Start of DATASET EXCERPTS
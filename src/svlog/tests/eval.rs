// Copyright (c) 2016-2021 Fabian Schuiki

mod common;
use common::*;

fn int_of(elab: &Elaborator, id: ExprId) -> BigInt {
    elab.evaluate(id)
        .expect("constant")
        .get_int()
        .cloned()
        .expect("integral")
}

#[test]
fn self_determined_addition_overflows() {
    init_logger();
    let sess = Session::new();
    let mut elab = Elaborator::new(&sess);
    let a = elab.based_const(Sign::Unsigned, Some(4), 0xf).unwrap();
    let b = elab.based_const(Sign::Unsigned, Some(4), 0x1).unwrap();
    let e = elab.binary(BinaryOp::Add, a, b).unwrap();
    elab.self_determined(e);
    assert_eq!(int_of(&elab, e), BigInt::from(0));
}

#[test]
fn context_keeps_carry() {
    init_logger();
    let sess = Session::new();
    let mut elab = Elaborator::new(&sess);
    let a = elab.based_const(Sign::Unsigned, Some(4), 0xf).unwrap();
    let b = elab.based_const(Sign::Unsigned, Some(4), 0x1).unwrap();
    let e = elab.binary(BinaryOp::Add, a, b).unwrap();
    elab.assign(unsigned(8), e);
    assert_eq!(int_of(&elab, e), BigInt::from(16));
}

#[test]
fn signed_operand_zero_extended_in_unsigned_context() {
    let sess = Session::new();
    let mut elab = Elaborator::new(&sess);
    // 4'sb1111 + 8'd0: unsigned, so the signed operand is zero-extended
    let a = elab.based_const(Sign::Signed, Some(4), -1).unwrap();
    let b = elab.based_const(Sign::Unsigned, Some(8), 0).unwrap();
    let e = elab.binary(BinaryOp::Add, a, b).unwrap();
    assert_eq!(int_of(&elab, e), BigInt::from(15));

    // 4'sb1111 + 8'sd0: signed, so the operand is sign-extended
    let c = elab.based_const(Sign::Signed, Some(4), -1).unwrap();
    let d = elab.based_const(Sign::Signed, Some(8), 0).unwrap();
    let f = elab.binary(BinaryOp::Add, c, d).unwrap();
    assert_eq!(int_of(&elab, f), BigInt::from(-1));
}

#[test]
fn comparison_uses_common_width() {
    let sess = Session::new();
    let mut elab = Elaborator::new(&sess);
    let a = elab.based_const(Sign::Signed, Some(4), -1).unwrap();
    let b = elab.based_const(Sign::Unsigned, Some(8), 15).unwrap();
    let e = elab.binary(BinaryOp::Eq, a, b).unwrap();
    assert_eq!(int_of(&elab, e), BigInt::from(1));

    let c = elab.based_const(Sign::Signed, Some(4), -1).unwrap();
    let d = elab.based_const(Sign::Signed, Some(8), 0).unwrap();
    let f = elab.binary(BinaryOp::Lt, c, d).unwrap();
    assert_eq!(int_of(&elab, f), BigInt::from(1));
}

#[test]
fn shifts() {
    let sess = Session::new();
    let mut elab = Elaborator::new(&sess);
    let x = elab.based_const(Sign::Signed, Some(8), -16).unwrap();
    let n = elab.based_const(Sign::Unsigned, Some(3), 2).unwrap();
    let e = elab.binary(BinaryOp::AShr, x, n).unwrap();
    assert_eq!(int_of(&elab, e), BigInt::from(-4));

    let y = elab.based_const(Sign::Signed, Some(8), -16).unwrap();
    let m = elab.based_const(Sign::Unsigned, Some(3), 2).unwrap();
    let f = elab.binary(BinaryOp::Shr, y, m).unwrap();
    assert_eq!(int_of(&elab, f), BigInt::from(0x3c));

    let z = elab.based_const(Sign::Unsigned, Some(4), 0b0011).unwrap();
    let k = elab.based_const(Sign::Unsigned, Some(3), 3).unwrap();
    let g = elab.binary(BinaryOp::Shl, z, k).unwrap();
    elab.assign(unsigned(8), g);
    assert_eq!(int_of(&elab, g), BigInt::from(0x18));
}

#[test]
fn power_wraps() {
    let sess = Session::new();
    let mut elab = Elaborator::new(&sess);
    let x = elab.based_const(Sign::Unsigned, Some(4), 3).unwrap();
    let n = elab.based_const(Sign::Unsigned, Some(2), 3).unwrap();
    let e = elab.binary(BinaryOp::Pow, x, n).unwrap();
    assert_eq!(int_of(&elab, e), BigInt::from(27 % 16));
}

#[test]
fn real_arithmetic() {
    let sess = Session::new();
    let mut elab = Elaborator::new(&sess);
    let a = elab.real_const(1.5);
    let b = elab.int_const(2);
    let e = elab.binary(BinaryOp::Mul, a, b).unwrap();
    assert_eq!(elab.evaluate(e).unwrap().to_f64(), 3.0);
}

#[test]
fn reductions_and_concat() {
    let sess = Session::new();
    let mut elab = Elaborator::new(&sess);
    let a = elab.based_const(Sign::Unsigned, Some(4), 0b1011).unwrap();
    let x = elab.unary(UnaryOp::RedXor, a).unwrap();
    assert_eq!(int_of(&elab, x), BigInt::from(1));

    let b = elab.based_const(Sign::Unsigned, Some(2), 0b10).unwrap();
    let c = elab.based_const(Sign::Unsigned, Some(3), 0b001).unwrap();
    let cat = elab.concat(vec![b, c]).unwrap();
    assert_eq!(int_of(&elab, cat), BigInt::from(0b10001));

    let n = elab.int_const(3);
    let d = elab.based_const(Sign::Unsigned, Some(2), 0b01).unwrap();
    let rep = elab.multi_concat(n, vec![d]).unwrap();
    assert_eq!(elab.arena().value_type(rep), unsigned(6));
    assert_eq!(int_of(&elab, rep), BigInt::from(0b010101));
}

#[test]
fn parameter_selects() {
    let arenas = DeclArenas::new();
    let p: &Decl = arenas.decls.alloc(
        Decl::parameter(
            "P",
            value::make_int(unsigned(8), BigInt::from(0b1010_0110)),
        )
        .with_range(RangeView::new(7, 0)),
    );
    let sess = Session::new();
    let mut elab = Elaborator::new(&sess);
    let i = elab.int_const(1);
    let bit = elab.bit_select(p, i).unwrap();
    assert_eq!(int_of(&elab, bit), BigInt::from(1));
    let l = elab.int_const(7);
    let r = elab.int_const(4);
    let part = elab.part_select(p, l, r).unwrap();
    assert_eq!(int_of(&elab, part), BigInt::from(0b1010));
    let base = elab.int_const(2);
    let w = elab.int_const(3);
    let ip = elab
        .indexed_part_select(p, base, PartSelectMode::Up, w)
        .unwrap();
    assert_eq!(int_of(&elab, ip), BigInt::from(0b001));
    assert!(!sess.failed());
}

#[test]
fn division_by_zero() {
    let sess = Session::new();
    let mut elab = Elaborator::new(&sess);
    let a = elab.int_const(4);
    let b = elab.int_const(0);
    let e = elab.binary(BinaryOp::Div, a, b).unwrap();
    assert!(elab.evaluate(e).is_err());
    assert!(sess.failed());
}

#[test]
fn not_constant() {
    let arenas = DeclArenas::new();
    let w: &Decl = arenas.decls.alloc(Decl::net("w", 3, 0));
    let sess = Session::new();
    let mut elab = Elaborator::new(&sess);
    let e = elab.primary(w);
    assert!(elab.evaluate(e).is_err());
    assert_eq!(
        messages(&sess, Severity::Error),
        vec!["net `w` is not constant".to_string()]
    );
}

#[test]
fn signed_parameter_value() {
    let arenas = DeclArenas::new();
    let p: &Decl = arenas.decls.alloc(
        Decl::parameter("P", value::make_int(ValueType::INTEGER, BigInt::from(5))).signed(),
    );
    let q: &Decl = arenas.decls.alloc(
        Decl::parameter("Q", value::make_int(unsigned(8), BigInt::from(200))).signed(),
    );
    let sess = Session::new();
    let mut elab = Elaborator::new(&sess);
    let ep = elab.primary(p);
    assert_eq!(elab.arena().value_type(ep), ValueType::INTEGER);
    assert_eq!(int_of(&elab, ep), BigInt::from(5));
    let eq = elab.primary(q);
    assert_eq!(elab.arena().value_type(eq), signed(8));
    assert_eq!(int_of(&elab, eq), BigInt::from(-56));
}

#[test]
fn huge_real_parameter() {
    let arenas = DeclArenas::new();
    let big: &Decl = arenas.decls.alloc(
        Decl::parameter("BIG", value::make_real(1e40)).with_range(RangeView::new(7, 0)),
    );
    let inf: &Decl = arenas.decls.alloc(
        Decl::parameter("INF", value::make_real(std::f64::INFINITY))
            .with_range(RangeView::new(7, 0)),
    );
    let sess = Session::new();
    let mut elab = Elaborator::new(&sess);
    let e = elab.primary(big);
    assert_eq!(int_of(&elab, e), BigInt::from(0));
    let i = elab.int_const(3);
    let bit = elab.bit_select(big, i).unwrap();
    assert_eq!(int_of(&elab, bit), BigInt::from(0));
    assert!(!sess.failed());

    let e = elab.primary(inf);
    assert!(elab.evaluate(e).is_err());
    assert_eq!(
        messages(&sess, Severity::Error),
        vec!["inf cannot be converted to logic [7:0]".to_string()]
    );
}

fn table(arenas: &DeclArenas) -> &Decl {
    let elems = (0..6)
        .map(|i| value::make_int(unsigned(4), BigInt::from(i * 2)))
        .collect();
    arenas.decls.alloc(
        Decl::new("T", DeclKind::Localparam)
            .with_range(RangeView::new(3, 0))
            .with_array(vec![RangeView::new(0, 2), RangeView::new(1, 0)])
            .with_elems(elems),
    )
}

#[test]
fn array_element_lookup() {
    let arenas = DeclArenas::new();
    let t = table(&arenas);
    let sess = Session::new();
    let mut elab = Elaborator::new(&sess);
    // [0][1] is the first element, [2][0] the last
    let i = elab.int_const(0);
    let j = elab.int_const(1);
    let first = elab.array_elem(t, vec![i, j]).unwrap();
    assert_eq!(int_of(&elab, first), BigInt::from(0));
    let i = elab.int_const(2);
    let j = elab.int_const(0);
    let last = elab.array_elem(t, vec![i, j]).unwrap();
    assert!(elab.arena().is_constant(last));
    assert_eq!(elab.arena().value_type(last), unsigned(4));
    assert_eq!(int_of(&elab, last), BigInt::from(10));
    let i = elab.int_const(1);
    let j = elab.int_const(0);
    let mid = elab.array_elem(t, vec![i, j]).unwrap();
    assert_eq!(int_of(&elab, mid), BigInt::from(6));
    assert!(!sess.failed());
}

#[test]
fn array_element_outside_dimensions() {
    let arenas = DeclArenas::new();
    let t = table(&arenas);
    let sess = Session::new();
    let mut elab = Elaborator::new(&sess);
    let i = elab.int_const(3);
    let j = elab.int_const(0);
    let e = elab.array_elem(t, vec![i, j]).unwrap();
    assert_eq!(
        messages(&sess, Severity::Warning),
        vec!["index 3 is outside the range of localparam `T`".to_string()]
    );
    assert!(elab.evaluate(e).is_err());
    assert_eq!(
        messages(&sess, Severity::Error),
        vec!["element [3][0] outside of the dimensions [0:2][1:0] of localparam `T`".to_string()]
    );
}
// Copyright (c) 2016-2021 Fabian Schuiki

//! Bit ranges of declarations.
//!
//! A declared range `[left:right]` may be written in either direction. This
//! module converts between the indices a user writes and zero-based offsets
//! counted from the least or most significant end of the range.

use itertools::Itertools;
use std::fmt::{self, Display, Formatter};

/// A declared bit range `[left:right]`.
#[derive(Clone, Copy, Debug, PartialEq, Eq, Hash)]
pub struct RangeView {
    /// The left bound, which is always the most significant bit.
    pub left: isize,
    /// The right bound, which is always the least significant bit.
    pub right: isize,
}

/// Which side is greater in a range `[a:b]`.
#[derive(Clone, Copy, Debug, PartialEq, Eq, Hash)]
pub enum RangeDir {
    /// `a < b`
    Up,
    /// `a >= b`
    Down,
}

/// The direction of an indexed part-select.
#[derive(Clone, Copy, Debug, PartialEq, Eq, Hash)]
pub enum PartSelectMode {
    /// `[base +: width]`
    Up,
    /// `[base -: width]`
    Down,
}

impl RangeView {
    /// Create a range from its left and right bounds.
    ///
    /// # Example
    ///
    /// ```
    /// use velab_svlog::range::{RangeDir, RangeView};
    ///
    /// let a = RangeView::new(7, 0);
    /// let b = RangeView::new(0, 7);
    ///
    /// assert_eq!(a.dir(), RangeDir::Down);
    /// assert_eq!(b.dir(), RangeDir::Up);
    /// assert_eq!(format!("{}", a), "[7:0]");
    /// assert_eq!(format!("{}", b), "[0:7]");
    /// ```
    pub fn new(left: isize, right: isize) -> RangeView {
        RangeView { left, right }
    }

    /// Create the range `[size-1:0]`.
    pub fn with_size(size: usize) -> RangeView {
        RangeView::new(size as isize - 1, 0)
    }

    /// The number of bits in the range.
    ///
    /// # Example
    ///
    /// ```
    /// use velab_svlog::range::RangeView;
    ///
    /// assert_eq!(RangeView::new(7, 0).size(), 8);
    /// assert_eq!(RangeView::new(0, 7).size(), 8);
    /// assert_eq!(RangeView::new(-2, 2).size(), 5);
    /// ```
    pub fn size(&self) -> usize {
        ((self.left - self.right).abs() + 1) as usize
    }

    /// Check whether the left bound is the greater one.
    pub fn is_big_endian(&self) -> bool {
        self.left >= self.right
    }

    /// Return the direction of the range.
    pub fn dir(&self) -> RangeDir {
        if self.is_big_endian() {
            RangeDir::Down
        } else {
            RangeDir::Up
        }
    }

    /// The index of the most significant bit.
    pub fn msb(&self) -> isize {
        self.left
    }

    /// The index of the least significant bit.
    pub fn lsb(&self) -> isize {
        self.right
    }

    /// Check whether an index lies within the range.
    pub fn contains(&self, index: isize) -> bool {
        if self.is_big_endian() {
            self.right <= index && index <= self.left
        } else {
            self.left <= index && index <= self.right
        }
    }

    /// Compute the offset of an index from the least significant bit.
    ///
    /// Returns `None` if the index lies outside the range.
    ///
    /// # Example
    ///
    /// ```
    /// use velab_svlog::range::RangeView;
    ///
    /// assert_eq!(RangeView::new(7, 0).offset_from_lsb(3), Some(3));
    /// assert_eq!(RangeView::new(0, 7).offset_from_lsb(3), Some(4));
    /// assert_eq!(RangeView::new(7, 0).offset_from_lsb(8), None);
    /// ```
    pub fn offset_from_lsb(&self, index: isize) -> Option<usize> {
        if !self.contains(index) {
            return None;
        }
        Some(if self.is_big_endian() {
            (index - self.right) as usize
        } else {
            (self.right - index) as usize
        })
    }

    /// Compute the offset of an index from the most significant bit.
    ///
    /// Returns `None` if the index lies outside the range.
    pub fn offset_from_msb(&self, index: isize) -> Option<usize> {
        if !self.contains(index) {
            return None;
        }
        Some(if self.is_big_endian() {
            (self.left - index) as usize
        } else {
            (index - self.left) as usize
        })
    }

    /// Compute the index at an offset from the least significant bit.
    ///
    /// Panics if the offset is not smaller than the size of the range.
    pub fn index_from_lsb_offset(&self, offset: usize) -> isize {
        self.check_offset(offset);
        if self.is_big_endian() {
            self.lsb() + offset as isize
        } else {
            self.lsb() - offset as isize
        }
    }

    /// Compute the index at an offset from the most significant bit.
    ///
    /// Panics if the offset is not smaller than the size of the range.
    pub fn index_from_msb_offset(&self, offset: usize) -> isize {
        self.check_offset(offset);
        if self.is_big_endian() {
            self.msb() - offset as isize
        } else {
            self.msb() + offset as isize
        }
    }

    fn check_offset(&self, offset: usize) {
        if offset >= self.size() {
            bug!("offset {} outside of range {} of size {}", offset, self, self.size());
        }
    }

    /// Convert an indexed part-select into explicit `(left, right)` indices.
    ///
    /// The resulting pair follows the direction of this range, such that
    /// `[base +: width]` on a range `[7:0]` becomes `[base+width-1:base]`,
    /// and on a range `[0:7]` becomes `[base:base+width-1]`. Panics if
    /// `width` is zero.
    ///
    /// # Example
    ///
    /// ```
    /// use velab_svlog::range::{PartSelectMode, RangeView};
    ///
    /// let big = RangeView::new(15, 0);
    /// assert_eq!(big.indexed_part_select(8, 4, PartSelectMode::Up), (11, 8));
    /// assert_eq!(big.indexed_part_select(8, 4, PartSelectMode::Down), (8, 5));
    ///
    /// let little = RangeView::new(0, 15);
    /// assert_eq!(little.indexed_part_select(8, 4, PartSelectMode::Up), (8, 11));
    /// assert_eq!(little.indexed_part_select(8, 4, PartSelectMode::Down), (5, 8));
    /// ```
    pub fn indexed_part_select(
        &self,
        base: isize,
        width: usize,
        mode: PartSelectMode,
    ) -> (isize, isize) {
        if width == 0 {
            bug!("indexed part-select of zero width");
        }
        let span = width as isize - 1;
        match (self.is_big_endian(), mode) {
            (true, PartSelectMode::Up) => (base + span, base),
            (true, PartSelectMode::Down) => (base, base - span),
            (false, PartSelectMode::Up) => (base, base + span),
            (false, PartSelectMode::Down) => (base - span, base),
        }
    }

    /// Check whether `[left:right]` runs in the same direction as this range.
    ///
    /// Single-bit selects are compatible with either direction.
    pub fn is_same_order(&self, left: isize, right: isize) -> bool {
        left == right || (left > right) == self.is_big_endian()
    }
}

impl Display for RangeView {
    fn fmt(&self, f: &mut Formatter) -> fmt::Result {
        write!(f, "[{}:{}]", self.left, self.right)
    }
}

/// The dimensions of an array declaration, such as `reg [7:0] mem [0:3][1:0]`.
///
/// Elements are laid out in row-major order: the first dimension is the most
/// significant, and within each dimension the left bound comes first.
#[derive(Clone, Debug, PartialEq, Eq, Hash)]
pub struct RangeArray {
    dims: Vec<RangeView>,
    elem_count: usize,
}

impl RangeArray {
    /// Create an array from its dimensions.
    pub fn new(dims: Vec<RangeView>) -> RangeArray {
        let elem_count = dims.iter().map(|d| d.size()).product();
        RangeArray { dims, elem_count }
    }

    /// The dimensions of the array.
    pub fn dims(&self) -> &[RangeView] {
        &self.dims
    }

    /// The number of dimensions.
    pub fn dim_count(&self) -> usize {
        self.dims.len()
    }

    /// The total number of elements.
    pub fn elem_count(&self) -> usize {
        self.elem_count
    }

    /// Compute the flat offset of an element.
    ///
    /// Returns `None` if the number of indices does not match the number of
    /// dimensions, or if any index is out of range.
    ///
    /// # Example
    ///
    /// ```
    /// use velab_svlog::range::{RangeArray, RangeView};
    ///
    /// let a = RangeArray::new(vec![RangeView::new(0, 3), RangeView::new(1, 0)]);
    /// assert_eq!(a.elem_count(), 8);
    /// assert_eq!(a.offset_of(&[0, 1]), Some(0));
    /// assert_eq!(a.offset_of(&[0, 0]), Some(1));
    /// assert_eq!(a.offset_of(&[3, 0]), Some(7));
    /// assert_eq!(a.offset_of(&[4, 0]), None);
    /// ```
    pub fn offset_of(&self, indices: &[isize]) -> Option<usize> {
        if indices.len() != self.dims.len() {
            return None;
        }
        let mut offset = 0;
        for (dim, &index) in self.dims.iter().zip(indices) {
            offset = offset * dim.size() + dim.offset_from_msb(index)?;
        }
        Some(offset)
    }

    /// Compute the indices of the element at a flat offset.
    ///
    /// Returns `None` if the offset is not smaller than the element count.
    pub fn indices_of(&self, offset: usize) -> Option<Vec<isize>> {
        if offset >= self.elem_count {
            return None;
        }
        let mut rest = offset;
        let mut indices = vec![0; self.dims.len()];
        for (dim, slot) in self.dims.iter().zip(indices.iter_mut()).rev() {
            *slot = dim.index_from_msb_offset(rest % dim.size());
            rest /= dim.size();
        }
        Some(indices)
    }
}

impl Display for RangeArray {
    fn fmt(&self, f: &mut Formatter) -> fmt::Result {
        write!(f, "{}", self.dims.iter().format(""))
    }
}

#[cfg(test)]
mod tests {
    use super::*;

    fn ranges() -> Vec<RangeView> {
        vec![
            RangeView::new(7, 0),
            RangeView::new(0, 7),
            RangeView::new(3, 3),
            RangeView::new(10, 5),
            RangeView::new(-4, 3),
            RangeView::new(2, -6),
        ]
    }

    #[test]
    fn round_trip() {
        for r in ranges() {
            for i in r.left.min(r.right)..=r.left.max(r.right) {
                let lsb = r.offset_from_lsb(i).unwrap();
                let msb = r.offset_from_msb(i).unwrap();
                assert_eq!(r.index_from_lsb_offset(lsb), i, "lsb of {} in {}", i, r);
                assert_eq!(r.index_from_msb_offset(msb), i, "msb of {} in {}", i, r);
            }
        }
    }

    #[test]
    fn offsets_are_complementary() {
        for r in ranges() {
            for i in r.left.min(r.right)..=r.left.max(r.right) {
                let sum = r.offset_from_lsb(i).unwrap() + r.offset_from_msb(i).unwrap();
                assert_eq!(sum, r.size() - 1);
            }
        }
    }

    #[test]
    fn both_directions() {
        let down = RangeView::new(7, 0);
        let up = RangeView::new(0, 7);
        assert_eq!(down.size(), 8);
        assert_eq!(up.size(), 8);
        assert_eq!(down.offset_from_lsb(3), Some(3));
        assert_eq!(up.offset_from_lsb(3), Some(4));
        assert_eq!(down.index_from_lsb_offset(3), 3);
        assert_eq!(up.index_from_lsb_offset(4), 3);
        assert_eq!((down.msb(), down.lsb()), (7, 0));
        assert_eq!((up.msb(), up.lsb()), (0, 7));
        assert_eq!(up.index_from_msb_offset(0), up.msb());
        assert_eq!(up.index_from_lsb_offset(0), up.lsb());
    }

    #[test]
    fn outside_indices() {
        for r in ranges() {
            let lo = r.left.min(r.right);
            let hi = r.left.max(r.right);
            assert!(!r.contains(lo - 1));
            assert!(!r.contains(hi + 1));
            assert_eq!(r.offset_from_lsb(hi + 1), None);
            assert_eq!(r.offset_from_msb(lo - 1), None);
        }
    }

    #[test]
    #[should_panic(expected = "outside of range")]
    fn lsb_offset_too_large() {
        RangeView::new(7, 0).index_from_lsb_offset(8);
    }

    #[test]
    #[should_panic(expected = "outside of range")]
    fn msb_offset_too_large() {
        RangeView::new(0, 3).index_from_msb_offset(4);
    }

    #[test]
    fn part_select_order() {
        let r = RangeView::new(7, 0);
        assert!(r.is_same_order(5, 2));
        assert!(r.is_same_order(3, 3));
        assert!(!r.is_same_order(2, 5));
        assert!(RangeView::new(0, 7).is_same_order(2, 5));
    }

    #[test]
    fn array_round_trip() {
        let a = RangeArray::new(vec![
            RangeView::new(0, 2),
            RangeView::new(3, 0),
            RangeView::new(-1, 0),
        ]);
        assert_eq!(a.elem_count(), 24);
        for offset in 0..a.elem_count() {
            let indices = a.indices_of(offset).unwrap();
            assert_eq!(a.offset_of(&indices), Some(offset));
        }
        assert_eq!(a.indices_of(24), None);
        assert_eq!(a.offset_of(&[0, 0]), None);
        assert_eq!(format!("{}", a), "[0:2][3:0][-1:0]");
    }
}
End of DATASET EXCERPTS
Which lines in the data hold the string "assign"? Copy each of them.

    elab.assign(unsigned(8), e);
    elab.assign(unsigned(8), g);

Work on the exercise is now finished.